__EXERCISE DESCRIPTION__. The expected answer comprises all lines from the entries that contain the string "this".

(Items from a data source)
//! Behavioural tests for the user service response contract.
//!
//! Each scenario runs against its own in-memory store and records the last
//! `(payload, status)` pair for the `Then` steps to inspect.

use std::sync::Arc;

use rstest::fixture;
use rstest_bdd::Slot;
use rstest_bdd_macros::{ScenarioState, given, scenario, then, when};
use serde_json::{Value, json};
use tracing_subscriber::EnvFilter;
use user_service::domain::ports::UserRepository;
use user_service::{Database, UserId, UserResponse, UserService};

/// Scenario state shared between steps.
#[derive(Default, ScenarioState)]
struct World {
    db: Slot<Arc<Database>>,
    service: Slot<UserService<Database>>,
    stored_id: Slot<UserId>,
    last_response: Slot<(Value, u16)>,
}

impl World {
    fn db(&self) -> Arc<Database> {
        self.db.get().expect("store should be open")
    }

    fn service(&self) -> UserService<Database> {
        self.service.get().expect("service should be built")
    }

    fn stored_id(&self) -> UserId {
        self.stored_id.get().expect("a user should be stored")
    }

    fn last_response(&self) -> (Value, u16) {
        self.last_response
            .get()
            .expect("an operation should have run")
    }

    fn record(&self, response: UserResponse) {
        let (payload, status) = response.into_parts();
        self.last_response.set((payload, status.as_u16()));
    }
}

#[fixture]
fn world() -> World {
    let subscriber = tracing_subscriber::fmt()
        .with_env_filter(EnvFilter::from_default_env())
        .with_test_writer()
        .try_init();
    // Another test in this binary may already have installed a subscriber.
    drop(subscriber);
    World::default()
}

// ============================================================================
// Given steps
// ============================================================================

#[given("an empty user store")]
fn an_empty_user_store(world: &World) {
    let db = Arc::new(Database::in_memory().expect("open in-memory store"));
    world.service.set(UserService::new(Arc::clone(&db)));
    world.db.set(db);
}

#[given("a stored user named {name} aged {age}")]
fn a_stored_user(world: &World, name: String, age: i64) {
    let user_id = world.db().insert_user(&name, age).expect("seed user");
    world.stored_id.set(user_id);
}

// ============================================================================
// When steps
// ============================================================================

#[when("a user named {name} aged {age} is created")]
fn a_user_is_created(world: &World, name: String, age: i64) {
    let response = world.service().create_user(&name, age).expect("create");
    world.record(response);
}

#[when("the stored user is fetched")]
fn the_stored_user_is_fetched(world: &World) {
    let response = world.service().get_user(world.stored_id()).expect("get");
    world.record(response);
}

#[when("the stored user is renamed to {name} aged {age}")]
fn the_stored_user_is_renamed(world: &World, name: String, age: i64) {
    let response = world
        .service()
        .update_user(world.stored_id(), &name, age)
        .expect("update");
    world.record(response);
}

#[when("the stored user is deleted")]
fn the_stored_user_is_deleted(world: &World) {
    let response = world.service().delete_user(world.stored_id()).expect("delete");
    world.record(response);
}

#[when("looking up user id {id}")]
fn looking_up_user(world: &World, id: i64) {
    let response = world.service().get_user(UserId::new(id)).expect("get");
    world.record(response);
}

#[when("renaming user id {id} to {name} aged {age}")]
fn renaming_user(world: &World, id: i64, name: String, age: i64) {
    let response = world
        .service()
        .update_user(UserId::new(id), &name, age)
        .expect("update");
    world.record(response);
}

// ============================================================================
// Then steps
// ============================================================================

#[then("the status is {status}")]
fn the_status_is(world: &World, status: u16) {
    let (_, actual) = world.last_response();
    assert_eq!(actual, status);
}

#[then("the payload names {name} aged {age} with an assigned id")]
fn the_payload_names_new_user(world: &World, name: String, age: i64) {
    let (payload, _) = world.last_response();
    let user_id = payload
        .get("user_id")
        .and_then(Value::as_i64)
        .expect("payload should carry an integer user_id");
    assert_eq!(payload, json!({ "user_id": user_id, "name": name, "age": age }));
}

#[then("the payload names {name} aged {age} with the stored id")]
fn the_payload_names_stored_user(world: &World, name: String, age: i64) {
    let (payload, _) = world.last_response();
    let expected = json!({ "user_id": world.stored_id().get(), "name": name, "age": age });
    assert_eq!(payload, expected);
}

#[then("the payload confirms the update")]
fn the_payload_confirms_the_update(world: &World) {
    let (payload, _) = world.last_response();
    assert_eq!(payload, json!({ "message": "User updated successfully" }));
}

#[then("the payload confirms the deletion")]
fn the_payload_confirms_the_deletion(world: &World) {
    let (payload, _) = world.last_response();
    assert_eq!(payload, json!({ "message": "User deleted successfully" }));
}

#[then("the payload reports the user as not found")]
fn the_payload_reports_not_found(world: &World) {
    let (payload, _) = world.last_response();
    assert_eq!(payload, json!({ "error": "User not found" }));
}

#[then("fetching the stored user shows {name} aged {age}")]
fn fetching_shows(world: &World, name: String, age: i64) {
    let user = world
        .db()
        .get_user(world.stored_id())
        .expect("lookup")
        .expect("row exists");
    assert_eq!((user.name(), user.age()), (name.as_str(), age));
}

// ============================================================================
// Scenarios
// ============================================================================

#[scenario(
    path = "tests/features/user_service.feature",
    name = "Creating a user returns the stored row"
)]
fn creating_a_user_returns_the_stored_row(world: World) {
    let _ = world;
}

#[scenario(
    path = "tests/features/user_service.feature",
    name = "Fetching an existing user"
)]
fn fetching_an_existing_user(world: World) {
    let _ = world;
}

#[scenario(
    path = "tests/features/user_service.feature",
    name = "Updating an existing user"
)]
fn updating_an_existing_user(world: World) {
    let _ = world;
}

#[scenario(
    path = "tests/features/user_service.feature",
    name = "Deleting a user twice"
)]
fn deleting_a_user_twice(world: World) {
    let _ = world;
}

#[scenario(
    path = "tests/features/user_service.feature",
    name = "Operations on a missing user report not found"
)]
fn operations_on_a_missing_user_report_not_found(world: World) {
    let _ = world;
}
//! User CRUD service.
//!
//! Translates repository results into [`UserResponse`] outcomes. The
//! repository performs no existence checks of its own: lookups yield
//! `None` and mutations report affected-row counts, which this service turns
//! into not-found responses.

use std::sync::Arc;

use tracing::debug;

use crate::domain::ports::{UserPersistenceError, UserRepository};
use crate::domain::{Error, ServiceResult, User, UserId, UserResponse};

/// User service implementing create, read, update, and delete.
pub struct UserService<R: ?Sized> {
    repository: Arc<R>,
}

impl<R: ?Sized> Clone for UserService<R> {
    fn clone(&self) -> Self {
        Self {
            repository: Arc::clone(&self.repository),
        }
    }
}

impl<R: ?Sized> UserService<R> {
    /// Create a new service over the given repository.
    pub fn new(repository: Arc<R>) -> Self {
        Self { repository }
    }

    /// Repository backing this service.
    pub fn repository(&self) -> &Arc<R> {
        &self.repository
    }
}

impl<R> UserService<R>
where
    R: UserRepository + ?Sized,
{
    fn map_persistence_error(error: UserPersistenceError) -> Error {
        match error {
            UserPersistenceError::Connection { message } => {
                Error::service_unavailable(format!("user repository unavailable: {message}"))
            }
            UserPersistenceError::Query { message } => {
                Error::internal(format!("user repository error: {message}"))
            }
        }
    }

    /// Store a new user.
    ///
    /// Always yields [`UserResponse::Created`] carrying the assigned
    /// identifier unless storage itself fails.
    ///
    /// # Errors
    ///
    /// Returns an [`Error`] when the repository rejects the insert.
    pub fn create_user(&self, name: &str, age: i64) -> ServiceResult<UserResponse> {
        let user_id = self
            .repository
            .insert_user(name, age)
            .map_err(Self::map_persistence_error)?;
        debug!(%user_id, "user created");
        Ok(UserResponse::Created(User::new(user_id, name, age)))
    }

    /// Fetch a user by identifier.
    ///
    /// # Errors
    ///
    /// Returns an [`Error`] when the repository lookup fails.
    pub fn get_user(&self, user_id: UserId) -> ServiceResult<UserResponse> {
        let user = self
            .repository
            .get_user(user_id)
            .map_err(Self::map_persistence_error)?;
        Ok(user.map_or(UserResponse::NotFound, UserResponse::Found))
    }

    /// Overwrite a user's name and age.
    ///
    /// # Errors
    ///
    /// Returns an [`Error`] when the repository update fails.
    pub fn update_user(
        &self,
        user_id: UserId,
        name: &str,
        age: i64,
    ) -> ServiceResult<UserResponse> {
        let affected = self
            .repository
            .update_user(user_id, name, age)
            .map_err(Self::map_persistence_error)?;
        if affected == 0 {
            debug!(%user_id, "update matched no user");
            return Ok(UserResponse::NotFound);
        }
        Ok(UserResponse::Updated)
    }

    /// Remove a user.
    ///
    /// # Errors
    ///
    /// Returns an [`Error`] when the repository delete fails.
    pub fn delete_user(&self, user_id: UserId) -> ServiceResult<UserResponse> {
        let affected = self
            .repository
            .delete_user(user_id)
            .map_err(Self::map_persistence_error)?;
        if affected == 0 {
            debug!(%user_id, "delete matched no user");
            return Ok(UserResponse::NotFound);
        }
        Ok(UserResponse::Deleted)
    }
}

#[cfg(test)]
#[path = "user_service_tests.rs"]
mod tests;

__ANSWER TO THE PROBLEM__.
    // Another test in this binary may already have installed a subscriber.
//! `None` and mutations report affected-row counts, which this service turns
    /// Repository backing this service.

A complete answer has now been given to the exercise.